Mumbai-listed Crompton will also spend Rs 30.38 crore to acquire Butterfly’s trademarks.
While Crompton is paying Butterfly’s controlling shareholders Rs 1,403 per share, it has made the open offer at Rs 1,433.90 apiece.
Crompton said that the transaction will be subject to completion of customary closing conditions and that it will finance the deal through a mix of internal accruals and debt.
Butterfly specialises in appliances such as mixer grinders, stoves and cooktops, table top wet grinders, and pressure cookers. In 2020-21, Butterfly reported revenue of Rs 870 crore and EBITDA of Rs 80 crore. In the first nine months of 2021-22, it has posted revenue of Rs 806 crore and EBITDA of Rs 75 crore.
The acquisition will help CG Consumer increase the share of small domestic appliances and, in particular, those targeted at kitchens in its portfolio to 24% of revenue from 10% at present.
Crompton is a key player in segments like fans, geysers and coolers while Butterfly is particularly strong with stoves, grinders and cookers in South India.
The kitchen appliances business remains highly fragmented even as scores of branded players have tried to corner a larger chunk of the pie through the years. Traditionally, there were standalone market leaders for different micro categories with key pieces of the jigsaw being higher valued segments such as microwave ovens, chimney and stoves and hobs besides mixers, cooking appliances and others.
Brands such as Philips, Faber, Bajaj, Elica, Sunflame, Morphy Richards, Prestige, Glen, Usha, Hawkins, Havells, IFB and even large appliance firms such as Whirlpool, LG and Samsung to name a few have been slowly trying to consolidate the market away from the unorganised sector.
If we factor out higher valued categories like microwave and chimney, the small kitchen appliance products market is pegged around Rs 8,000 crore and is growing in double digits. Butterfly says it is the third-largest brand in the small kitchen appliances space and is a particularly strong player in South India.
Besides the basic synergies from the cost side, be it procurement, logistics and R&D, the deal will allow Crompton to leverage its wide distribution network, especially in North India as also in East and West India to make Butterfly reach many more households.
The product overlap between the two companies is also not too significant, thereby not cannibalising into each other. The only category where the overlap is significant is for mixer-grinders.
Still, given that around 80% of Butterfly’s products are manufactured inhouse it would have strong backward linkages overall.
Is it worth the buy?
The key concerns for all acquisitions are how are those funded. Crompton has not shared details of how much debt it intends to take on. Given that it has a comfortable debt-to-equity ratio, it may not end up with a huge debt pile even if it uses loans to finance a good chunk of the total payout.

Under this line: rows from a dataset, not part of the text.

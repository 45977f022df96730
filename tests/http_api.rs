//! Drives `HttpPodcastApi` and the orchestrator against a mock service.

use std::sync::Arc;
use std::time::Duration;

use agentcast::api::{ApiFailure, HttpPodcastApi, PodcastApi};
use agentcast::config::{ApiConfig, ExportConfig};
use agentcast::export::Exporter;
use agentcast::pipeline::{PodcastOrchestrator, Stage};
use agentcast::podcast::{Language, PodcastError, PodcastRequest, Script, ScriptTurn, Tone};
use serde_json::json;
use wiremock::matchers::{body_json, method, path};
use wiremock::{Mock, MockServer, ResponseTemplate};

// ---------------------------------------------------------------------------
// Helpers
// ---------------------------------------------------------------------------

fn api_for(server: &MockServer) -> Arc<HttpPodcastApi> {
    Arc::new(HttpPodcastApi::from_config(&ApiConfig {
        base_url: server.uri(),
        timeout_secs: 5,
    }))
}

fn space_travel() -> PodcastRequest {
    PodcastRequest::new("space travel", Tone::Casual, Language::English).unwrap()
}

async fn mount_generate(server: &MockServer) {
    Mock::given(method("POST"))
        .and(path("/generate-podcast"))
        .and(body_json(json!({
            "topic": "space travel",
            "tone": "casual",
            "language": "english"
        })))
        .respond_with(ResponseTemplate::new(200).set_body_json(json!({
            "status": "success",
            "script": [{"Host": "Hi"}, {"Guest": "Hello"}],
            "language": "English",
            "original_script": null
        })))
        .expect(1)
        .mount(server)
        .await;
}

// ---------------------------------------------------------------------------
// generate
// ---------------------------------------------------------------------------

#[tokio::test]
async fn generated_script_becomes_blank_line_separated_transcript() {
    let server = MockServer::start().await;
    mount_generate(&server).await;

    let orchestrator = PodcastOrchestrator::new(api_for(&server));
    let result = orchestrator.generate(&space_travel()).await.unwrap();

    assert_eq!(result.topic, "space travel");
    assert_eq!(result.language, "English");
    assert_eq!(result.transcript(), "Host: Hi\n\nGuest: Hello");
    assert_eq!(orchestrator.stage(), Stage::Idle);
}

#[tokio::test]
async fn text_blob_script_is_accepted() {
    let server = MockServer::start().await;
    Mock::given(method("POST"))
        .and(path("/generate-podcast"))
        .respond_with(ResponseTemplate::new(200).set_body_json(json!({
            "status": "success",
            "script": "Welcome to the show.",
            "language": "English"
        })))
        .mount(&server)
        .await;

    let response = api_for(&server).generate(&space_travel()).await.unwrap();
    assert_eq!(response.script, Script::TextBlob("Welcome to the show.".into()));
}

#[tokio::test]
async fn error_detail_is_surfaced_verbatim() {
    let server = MockServer::start().await;
    Mock::given(method("POST"))
        .and(path("/generate-podcast"))
        .respond_with(
            ResponseTemplate::new(422).set_body_json(json!({"detail": "Topic is too vague"})),
        )
        .mount(&server)
        .await;

    let orchestrator = PodcastOrchestrator::new(api_for(&server));
    let err = orchestrator.generate(&space_travel()).await.unwrap_err();

    match &err {
        PodcastError::Generation(ApiFailure::Status { status, message }) => {
            assert_eq!(*status, 422);
            assert_eq!(message, "Topic is too vague");
        }
        other => panic!("unexpected error: {other:?}"),
    }
    assert!(orchestrator.result().is_none());
    assert_eq!(orchestrator.stage(), Stage::Idle);
}

#[tokio::test]
async fn empty_error_body_gets_generic_message() {
    let server = MockServer::start().await;
    Mock::given(method("POST"))
        .and(path("/generate-podcast"))
        .respond_with(ResponseTemplate::new(502))
        .mount(&server)
        .await;

    let err = api_for(&server).generate(&space_travel()).await.unwrap_err();
    assert_eq!(err.to_string(), "service responded with HTTP 502");
}

#[tokio::test]
async fn blank_error_detail_gets_generic_message() {
    let server = MockServer::start().await;
    Mock::given(method("POST"))
        .and(path("/generate-podcast"))
        .respond_with(ResponseTemplate::new(500).set_body_json(json!({"detail": ""})))
        .mount(&server)
        .await;

    let err = api_for(&server).generate(&space_travel()).await.unwrap_err();
    assert_eq!(err.to_string(), "service responded with HTTP 500");
}

#[tokio::test]
async fn malformed_success_body_is_a_parse_error() {
    let server = MockServer::start().await;
    Mock::given(method("POST"))
        .and(path("/generate-podcast"))
        .respond_with(ResponseTemplate::new(200).set_body_string("<html>oops</html>"))
        .mount(&server)
        .await;

    let err = api_for(&server).generate(&space_travel()).await.unwrap_err();
    assert!(matches!(err, ApiFailure::Parse(_)));
}

#[tokio::test]
async fn slow_service_times_out() {
    let server = MockServer::start().await;
    Mock::given(method("POST"))
        .and(path("/text-to-speech"))
        .respond_with(
            ResponseTemplate::new(200)
                .set_body_json(json!({"audio_file": "late.mp3", "language": "English"}))
                .set_delay(Duration::from_secs(3)),
        )
        .mount(&server)
        .await;

    let api = HttpPodcastApi::from_config(&ApiConfig {
        base_url: server.uri(),
        timeout_secs: 1,
    });
    let script = Script::Turns(vec![ScriptTurn::new("Host", "Hi")]);

    let err = api.synthesize(&script, "English").await.unwrap_err();
    assert!(matches!(err, ApiFailure::Timeout));
}

// ---------------------------------------------------------------------------
// translate / synthesize
// ---------------------------------------------------------------------------

#[tokio::test]
async fn translation_to_current_language_sends_nothing() {
    let server = MockServer::start().await;
    mount_generate(&server).await;
    Mock::given(method("POST"))
        .and(path("/translate"))
        .respond_with(ResponseTemplate::new(500))
        .expect(0)
        .mount(&server)
        .await;

    let orchestrator = PodcastOrchestrator::new(api_for(&server));
    let generated = orchestrator.generate(&space_travel()).await.unwrap();

    let same = orchestrator.translate("ENGLISH").await.unwrap();
    assert_eq!(same, generated);
}

#[tokio::test]
async fn translation_failure_is_not_silently_swallowed() {
    let server = MockServer::start().await;
    mount_generate(&server).await;
    Mock::given(method("POST"))
        .and(path("/translate"))
        .respond_with(ResponseTemplate::new(500).set_body_string("Translation model offline"))
        .mount(&server)
        .await;

    let orchestrator = PodcastOrchestrator::new(api_for(&server));
    let generated = orchestrator.generate(&space_travel()).await.unwrap();

    let err = orchestrator.translate("Spanish").await.unwrap_err();

    assert_eq!(
        err.to_string(),
        "translation failed: Translation model offline"
    );
    assert_eq!(orchestrator.result(), Some(generated));
    assert!(!orchestrator.is_follow_up_busy());
}

#[tokio::test]
async fn full_session_synthesize_translate_and_download() {
    let server = MockServer::start().await;
    mount_generate(&server).await;

    Mock::given(method("POST"))
        .and(path("/text-to-speech"))
        .and(body_json(json!({
            "script": [{"Host": "Hi"}, {"Guest": "Hello"}],
            "language": "English"
        })))
        .respond_with(ResponseTemplate::new(200).set_body_json(json!({
            "audio_file": "/audio/podcast_en.mp3",
            "language": "English"
        })))
        .expect(1)
        .mount(&server)
        .await;

    Mock::given(method("POST"))
        .and(path("/translate"))
        .and(body_json(json!({
            "script": [{"Host": "Hi"}, {"Guest": "Hello"}],
            "target_language": "Spanish"
        })))
        .respond_with(ResponseTemplate::new(200).set_body_json(json!({
            "translated_script": [{"Host": "Hola"}, {"Guest": "Buenas"}],
            "language": "Spanish"
        })))
        .expect(1)
        .mount(&server)
        .await;

    Mock::given(method("GET"))
        .and(path("/audio/podcast_en.mp3"))
        .respond_with(ResponseTemplate::new(200).set_body_bytes(b"ID3audio".to_vec()))
        .mount(&server)
        .await;

    let api = api_for(&server);
    let dir = tempfile::tempdir().expect("temp dir");
    let exporter = Exporter::new(
        api.http_client().clone(),
        api.base_url(),
        ExportConfig {
            output_dir: Some(dir.path().to_path_buf()),
            ..ExportConfig::default()
        },
    );
    let orchestrator = PodcastOrchestrator::new(api);

    orchestrator.generate(&space_travel()).await.unwrap();
    let audio = orchestrator.synthesize_audio().await.unwrap();
    assert_eq!(audio, "/audio/podcast_en.mp3");

    let with_audio = orchestrator.result().unwrap();
    let audio_path = exporter.audio(&with_audio).await.unwrap();
    assert_eq!(std::fs::read(audio_path).unwrap(), b"ID3audio");

    let translated = orchestrator.translate("Spanish").await.unwrap();
    assert_eq!(translated.language, "Spanish");
    assert!(translated.translated);
    assert!(translated.audio_reference.is_none());
    assert_eq!(translated.transcript(), "Host: Hola\n\nGuest: Buenas");
    assert_eq!(
        translated.original_script.as_ref().map(Script::to_transcript).as_deref(),
        Some("Host: Hi\n\nGuest: Hello")
    );

    let transcript_path = exporter.transcript(&translated).await.unwrap();
    assert_eq!(
        std::fs::read_to_string(transcript_path).unwrap(),
        "Host: Hola\n\nGuest: Buenas"
    );
}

Then again, the firm is likely to end the current financial year with reserves topping Rs 2,000 crore and still nominal lending rates (that are expected to rise), so acquisition finance is not going to cross the red line.
Given the buy calls by several brokerages on Butterfly Gandhimathi, Crompton may end up with shelling out around Rs 1,410-1,450 crore only as the shareholders of Butterfly may like to hold on to the stock given high growth prospects.
The other key risk to the transaction being a success is operations, integration and execution.
Butterfly is likely to grow faster than Crompton over the next two years and the transaction would help Crompton likely cross the $1 billion revenue mark in the first year ending March 31, 2023. On the flip side, Crompton enjoys better operating margins. Either way, the deal does make sense from a product and market fit, and the comfortable balance sheet will also support the inorganic expansion move by Crompton.
“Initially, the company is expected to raise short-term funds to close the transaction, and then replace the same with long-term funds,” according to ratings firm CRISIL.
“Nevertheless, while the acquisition will be EBITDA accretive with immediate effect, the sizeable debt that will be raised will lead to temporary moderation in Crompton’s debt metrics in the near term; gross debt to EBITDA is likely to rise to close to 2 times in fiscal 2022, and then gradually improve to 1.2-1.4 times by fiscal 2023, supported by healthy cash generating ability,” CRISIL said.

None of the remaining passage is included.